- [Dataset records]
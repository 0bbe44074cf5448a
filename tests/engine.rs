//! End to end tests driving the engine against a mock device that pumps
//! the data rings and produces completion entries.

use std::sync::{
    atomic::{AtomicU32, Ordering},
    Arc, Mutex,
};

use wifi_dp_tx::*;

static NOW: AtomicU32 = AtomicU32::new(0);
fn ticks() -> u32 {
    NOW.load(Ordering::Relaxed)
}

fn small_config() -> TxConfig {
    TxConfig {
        num_pools: 1,
        pool_size: 8,
        ext_pool_size: 4,
        num_data_rings: 1,
        data_ring_size: 4,
        comp_ring_size: 8,
        initial_credit: 8,
        credit_lwm: 1,
        ticks,
        ..TxConfig::default()
    }
}

fn engine_with_vdev(cfg: TxConfig) -> TxEngine {
    let engine = TxEngine::new(cfg).unwrap();
    engine
        .vdev_attach(VdevConfig {
            vdev_id: 0,
            fl_lwm: 0,
            fl_hwm: 2,
            ..VdevConfig::default()
        })
        .unwrap();
    engine
}

fn frame(len: usize) -> NetBuf {
    NetBuf::new(vec![0xabu8; len])
}

/// Device side: consume everything on the data ring, returning the
/// descriptor IDs in submission order.
fn pump_data_ring(engine: &TxEngine, ring: usize) -> Vec<u32> {
    let mut access = engine.data_ring(ring).begin_access().unwrap();
    let mut ids = Vec::new();
    while let Some(entry) = access.consume_next() {
        ids.push(entry.buffer.desc_id());
    }
    ids
}

/// Device side: push a hardware-released completion entry.
fn push_hw_completion(engine: &TxEngine, ring: usize, desc_id: u32, reason: HwReleaseReason) {
    let mut access = engine.comp_ring(ring).begin_access().unwrap();
    *access.produce_next().unwrap() = CompletionInfo::new()
        .with_desc_id(desc_id)
        .with_release_source(ReleaseSource::Hw.into_bits())
        .with_release_reason(reason.into_bits());
}

/// Device side: push a firmware-released completion entry.
fn push_fw_completion(engine: &TxEngine, ring: usize, desc_id: u32, status: FwTxStatus) {
    let mut access = engine.comp_ring(ring).begin_access().unwrap();
    *access.produce_next().unwrap() = CompletionInfo::new()
        .with_desc_id(desc_id)
        .with_release_source(ReleaseSource::Fw.into_bits())
        .with_fw_status(status.into_bits() as u32);
}

#[test]
fn full_lifecycle_acked_frame() {
    let engine = engine_with_vdev(small_config());
    let pool_size = engine.num_free_desc(0);
    let credit = engine.credit_available();

    engine.send(0, frame(64)).unwrap();
    assert_eq!(engine.num_free_desc(0), pool_size - 1);
    assert_eq!(engine.credit_available(), credit - 1);
    assert_eq!(engine.outstanding(), 1);

    let ids = pump_data_ring(&engine, 0);
    assert_eq!(ids.len(), 1);

    engine.download_done(ids[0], true);
    // Still held, the transmit completion is outstanding.
    assert_eq!(engine.num_free_desc(0), pool_size - 1);

    push_hw_completion(&engine, 0, ids[0], HwReleaseReason::Acked);
    assert_eq!(engine.drain_completions(0, 32), 1);

    assert_eq!(engine.num_free_desc(0), pool_size);
    assert_eq!(engine.credit_available(), credit);
    assert_eq!(engine.outstanding(), 0);
    let vdev = engine.vdev(0).unwrap();
    assert_eq!(vdev.stats().comp_ok.get(), 1);
    assert_eq!(vdev.stats().completed.get(), 1);
}

#[test]
fn release_is_order_independent() {
    let engine = engine_with_vdev(small_config());
    let pool_size = engine.num_free_desc(0);

    // Transmit completion before download-done.
    engine.send(0, frame(32)).unwrap();
    let ids = pump_data_ring(&engine, 0);
    push_hw_completion(&engine, 0, ids[0], HwReleaseReason::Acked);
    engine.drain_completions(0, 32);
    assert_eq!(engine.num_free_desc(0), pool_size - 1);
    engine.download_done(ids[0], true);
    assert_eq!(engine.num_free_desc(0), pool_size);

    // Download-done before transmit completion.
    engine.send(0, frame(32)).unwrap();
    let ids = pump_data_ring(&engine, 0);
    engine.download_done(ids[0], true);
    assert_eq!(engine.num_free_desc(0), pool_size - 1);
    push_hw_completion(&engine, 0, ids[0], HwReleaseReason::Acked);
    engine.drain_completions(0, 32);
    assert_eq!(engine.num_free_desc(0), pool_size);
}

#[test]
fn batch_rejects_unwind_cleanly() {
    // Ring of 4 entries, so a batch of 6 has the tail rejected.
    let engine = engine_with_vdev(small_config());
    let pool_size = engine.num_free_desc(0);
    let credit = engine.credit_available();

    let frames: Vec<NetBuf> = (0..6).map(|_| frame(64)).collect();
    let rejected = engine.send_batch(0, frames);
    assert_eq!(rejected.len(), 2);

    // Rejected frames left nothing behind.
    assert_eq!(engine.num_free_desc(0), pool_size - 4);
    assert_eq!(engine.credit_available(), credit - 4);
    assert_eq!(engine.outstanding(), 4);
    let vdev = engine.vdev(0).unwrap();
    assert_eq!(vdev.stats().drop_ring_full.get(), 2);
    assert_eq!(vdev.stats().enqueued.get(), 4);
}

#[test]
fn pool_exhaustion_hands_the_frame_back() {
    let mut cfg = small_config();
    cfg.pool_size = 2;
    let engine = engine_with_vdev(cfg);

    engine.send(0, frame(16)).unwrap();
    engine.send(0, frame(16)).unwrap();
    let (err, returned) = engine.send(0, frame(16)).unwrap_err();
    assert_eq!(err, TxError::NoDescriptors);
    assert_eq!(returned.len(), 16);
    assert_eq!(engine.num_free_desc(0), 0);
    let vdev = engine.vdev(0).unwrap();
    assert_eq!(vdev.stats().drop_no_desc.get(), 1);

    // Freeing one descriptor makes exactly one submission succeed again.
    let ids = pump_data_ring(&engine, 0);
    engine.download_done(ids[0], true);
    push_hw_completion(&engine, 0, ids[0], HwReleaseReason::Acked);
    engine.drain_completions(0, 32);
    engine.send(0, returned).unwrap();
    assert!(engine.send(0, frame(16)).is_err());
}

#[test]
fn credit_exhaustion_blocks_and_recovers() {
    let mut cfg = small_config();
    cfg.initial_credit = 1;
    let engine = engine_with_vdev(cfg);

    engine.send(0, frame(16)).unwrap();
    let (err, _frame) = engine.send(0, frame(16)).unwrap_err();
    assert_eq!(err, TxError::NoCredit);
    let vdev = engine.vdev(0).unwrap();
    assert_eq!(vdev.stats().drop_no_credit.get(), 1);

    let ids = pump_data_ring(&engine, 0);
    engine.download_done(ids[0], true);
    push_hw_completion(&engine, 0, ids[0], HwReleaseReason::Acked);
    engine.drain_completions(0, 32);

    assert_eq!(engine.credit_available(), 1);
    engine.send(0, frame(16)).unwrap();
}

#[test]
fn download_failure_frees_immediately_and_restores_credit() {
    let engine = engine_with_vdev(small_config());
    let pool_size = engine.num_free_desc(0);
    let credit = engine.credit_available();

    engine.send(0, frame(64)).unwrap();
    let ids = pump_data_ring(&engine, 0);
    engine.download_done(ids[0], false);

    assert_eq!(engine.num_free_desc(0), pool_size);
    assert_eq!(engine.credit_available(), credit);
    assert_eq!(engine.outstanding(), 0);
    let vdev = engine.vdev(0).unwrap();
    assert_eq!(vdev.stats().drop_download_fail.get(), 1);
}

#[test]
fn drain_respects_budget() {
    let engine = engine_with_vdev(small_config());
    for _ in 0..3 {
        engine.send(0, frame(32)).unwrap();
    }
    let ids = pump_data_ring(&engine, 0);
    for &id in &ids {
        engine.download_done(id, true);
        push_hw_completion(&engine, 0, id, HwReleaseReason::Acked);
    }
    assert_eq!(engine.drain_completions(0, 2), 2);
    assert_eq!(engine.outstanding(), 1);
    assert_eq!(engine.drain_completions(0, 2), 1);
    assert_eq!(engine.outstanding(), 0);
    assert_eq!(engine.stats().drain_budget_hit.get(), 1);
}

#[test]
fn fw_reinject_resubmits_the_frame() {
    let engine = engine_with_vdev(small_config());

    engine.send(0, frame(128)).unwrap();
    let ids = pump_data_ring(&engine, 0);
    engine.download_done(ids[0], true);
    push_fw_completion(&engine, 0, ids[0], FwTxStatus::Reinject);
    engine.drain_completions(0, 32);

    // The original descriptor was released and the frame went back out.
    let vdev = engine.vdev(0).unwrap();
    assert_eq!(vdev.stats().reinjected.get(), 1);
    assert_eq!(engine.outstanding(), 1);
    let resubmitted = pump_data_ring(&engine, 0);
    assert_eq!(resubmitted.len(), 1);
}

#[test]
fn completion_message_batch_and_inspect() {
    let engine = engine_with_vdev(small_config());
    let pool_size = engine.num_free_desc(0);

    for _ in 0..3 {
        engine.send(0, frame(32)).unwrap();
    }
    let ids = pump_data_ring(&engine, 0);
    for &id in &ids {
        engine.download_done(id, true);
    }
    engine.completion_handler(TxStatus::Ok, &ids[..2]);
    engine.inspect_handler(&ids[2..]);

    assert_eq!(engine.num_free_desc(0), pool_size);
    let vdev = engine.vdev(0).unwrap();
    assert_eq!(vdev.stats().comp_ok.get(), 3);
    assert_eq!(vdev.stats().inspected.get(), 1);
}

#[test]
fn no_free_buffer_is_handed_back() {
    let engine = engine_with_vdev(small_config());
    let returned: Arc<Mutex<Vec<(usize, TxStatus)>>> = Arc::new(Mutex::new(Vec::new()));
    let sink = Arc::clone(&returned);
    engine.register_nonstd_completion(Box::new(move |nbuf, status| {
        sink.lock().unwrap().push((nbuf.len(), status));
    }));

    engine
        .send_nonstd(
            0,
            frame(96),
            TxSpec {
                no_free: true,
                ..TxSpec::default()
            },
        )
        .unwrap();
    assert_eq!(engine.exceptions_outstanding(), 1);
    let ids = pump_data_ring(&engine, 0);
    engine.download_done(ids[0], true);
    engine.completion_handler(TxStatus::Ok, &ids);

    let returned = returned.lock().unwrap();
    assert_eq!(returned.as_slice(), &[(96, TxStatus::Ok)]);
    assert_eq!(engine.exceptions_outstanding(), 0);
}

#[test]
fn mgmt_callbacks_fire() {
    let engine = engine_with_vdev(small_config());
    let downloads: Arc<Mutex<Vec<bool>>> = Arc::new(Mutex::new(Vec::new()));
    let otas: Arc<Mutex<Vec<TxStatus>>> = Arc::new(Mutex::new(Vec::new()));
    let dl_sink = Arc::clone(&downloads);
    let ota_sink = Arc::clone(&otas);
    engine
        .register_mgmt_callbacks(
            2,
            MgmtCallbacks {
                download_cb: Some(Box::new(move |failed| {
                    dl_sink.lock().unwrap().push(failed);
                })),
                ota_cb: Some(Box::new(move |_nbuf, status| {
                    ota_sink.lock().unwrap().push(status);
                })),
            },
        )
        .unwrap();

    engine.send_mgmt(0, frame(48), 2).unwrap();
    let ids = pump_data_ring(&engine, 0);
    engine.download_done(ids[0], true);
    push_hw_completion(&engine, 0, ids[0], HwReleaseReason::NoAck);
    engine.drain_completions(0, 32);

    assert_eq!(downloads.lock().unwrap().as_slice(), &[false]);
    assert_eq!(otas.lock().unwrap().as_slice(), &[TxStatus::NoAck]);
}

#[test]
fn flow_control_pauses_and_resumes() {
    let mut cfg = small_config();
    cfg.pool_size = 4;
    let engine = TxEngine::new(cfg).unwrap();
    engine
        .vdev_attach(VdevConfig {
            vdev_id: 0,
            fl_lwm: 1,
            fl_hwm: 2,
            ..VdevConfig::default()
        })
        .unwrap();
    let events: Arc<Mutex<Vec<bool>>> = Arc::new(Mutex::new(Vec::new()));
    let sink = Arc::clone(&events);
    engine
        .register_flow_control(
            0,
            Box::new(move |resume| sink.lock().unwrap().push(resume)),
        )
        .unwrap();

    // Fill the pool down to the low watermark.
    for _ in 0..3 {
        engine.send(0, frame(16)).unwrap();
    }
    let vdev = engine.vdev(0).unwrap();
    assert!(vdev.is_paused());
    assert_eq!(events.lock().unwrap().as_slice(), &[false]);

    let ids = pump_data_ring(&engine, 0);
    for &id in &ids {
        engine.download_done(id, true);
        push_hw_completion(&engine, 0, id, HwReleaseReason::Acked);
    }
    engine.drain_completions(0, 32);
    assert!(!vdev.is_paused());
    assert_eq!(events.lock().unwrap().as_slice(), &[false, true]);
}

#[test]
fn nonlinear_frame_consumes_and_releases_scatter_desc() {
    let engine = engine_with_vdev(small_config());
    let nbuf = NetBuf::from_segments(vec![vec![0u8; 32], vec![0u8; 64], vec![0u8; 16]]).unwrap();
    engine.send(0, nbuf).unwrap();

    let ids = {
        let mut access = engine.data_ring(0).begin_access().unwrap();
        let entry = access.consume_next().unwrap();
        assert!(entry.frame.extension());
        vec![entry.buffer.desc_id()]
    };
    engine.download_done(ids[0], true);
    push_hw_completion(&engine, 0, ids[0], HwReleaseReason::Acked);
    engine.drain_completions(0, 32);

    let vdev = engine.vdev(0).unwrap();
    assert_eq!(vdev.stats().sg_pkts.get(), 1);
    assert_eq!(vdev.stats().completed.get(), 1);
}

#[test]
fn stale_completion_is_skipped() {
    let engine = engine_with_vdev(small_config());
    // A completion for a descriptor that was never submitted.
    push_hw_completion(&engine, 0, 3, HwReleaseReason::Acked);
    assert_eq!(engine.drain_completions(0, 32), 1);
    assert_eq!(engine.stats().stale_completion.get(), 1);
    assert_eq!(engine.outstanding(), 0);
}

#[test]
fn single_completion_honors_outstanding_references() {
    let engine = engine_with_vdev(small_config());
    let pool_size = engine.num_free_desc(0);
    let credit = engine.credit_available();

    // Completion before download-done: the slot must stay held, a reuse
    // before the second signal would let a stale download-done free
    // somebody else's frame.
    engine.send(0, frame(24)).unwrap();
    let ids = pump_data_ring(&engine, 0);
    engine.single_completion_handler(TxStatus::Ok, ids[0]);
    assert_eq!(engine.num_free_desc(0), pool_size - 1);
    // The target gave its copy up already.
    assert_eq!(engine.credit_available(), credit);
    engine.download_done(ids[0], true);
    assert_eq!(engine.num_free_desc(0), pool_size);
    assert_eq!(engine.outstanding(), 0);

    // Download-done before completion: the single completion frees.
    engine.send(0, frame(24)).unwrap();
    let ids = pump_data_ring(&engine, 0);
    engine.download_done(ids[0], true);
    assert_eq!(engine.num_free_desc(0), pool_size - 1);
    engine.single_completion_handler(TxStatus::Ok, ids[0]);
    assert_eq!(engine.num_free_desc(0), pool_size);
    assert_eq!(engine.credit_available(), credit);
}

#[test]
fn credit_update_applies_delta() {
    let engine = engine_with_vdev(small_config());
    let credit = engine.credit_available();
    engine.credit_update_handler(-3);
    assert_eq!(engine.credit_available(), credit - 3);
    engine.credit_update_handler(3);
    assert_eq!(engine.credit_available(), credit);
}

#[cfg(feature = "tx-delay")]
#[test]
fn delay_accounting_sees_completed_frames() {
    let engine = engine_with_vdev(small_config());
    engine.set_delay_avg_period(1);

    engine.send(0, frame(32)).unwrap();
    let ids = pump_data_ring(&engine, 0);
    engine.download_done(ids[0], true);
    push_hw_completion(&engine, 0, ids[0], HwReleaseReason::Acked);
    engine.drain_completions(0, 32);

    let (count, lost) = engine.delay_packet_counts(0).unwrap();
    assert_eq!((count, lost), (1, 0));
    assert!(engine.delay_packet_counts(NUM_DELAY_CATEGORIES).is_none());
}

- [Problem description] Beginning with the line containing "assert_eq!(events.lock().unwrap().as_slice(), &[false, true]);" and ending with the line containing "let nbuf = NetBuf::from_segments(vec![vec![0u8;", extract those lines exactly from the listing above, and only those.

- [Result for this task]
    assert_eq!(events.lock().unwrap().as_slice(), &[false, true]);
}

#[test]
fn nonlinear_frame_consumes_and_releases_scatter_desc() {
    let engine = engine_with_vdev(small_config());
    let nbuf = NetBuf::from_segments(vec![vec![0u8; 32], vec![0u8; 64], vec![0u8; 16]]).unwrap();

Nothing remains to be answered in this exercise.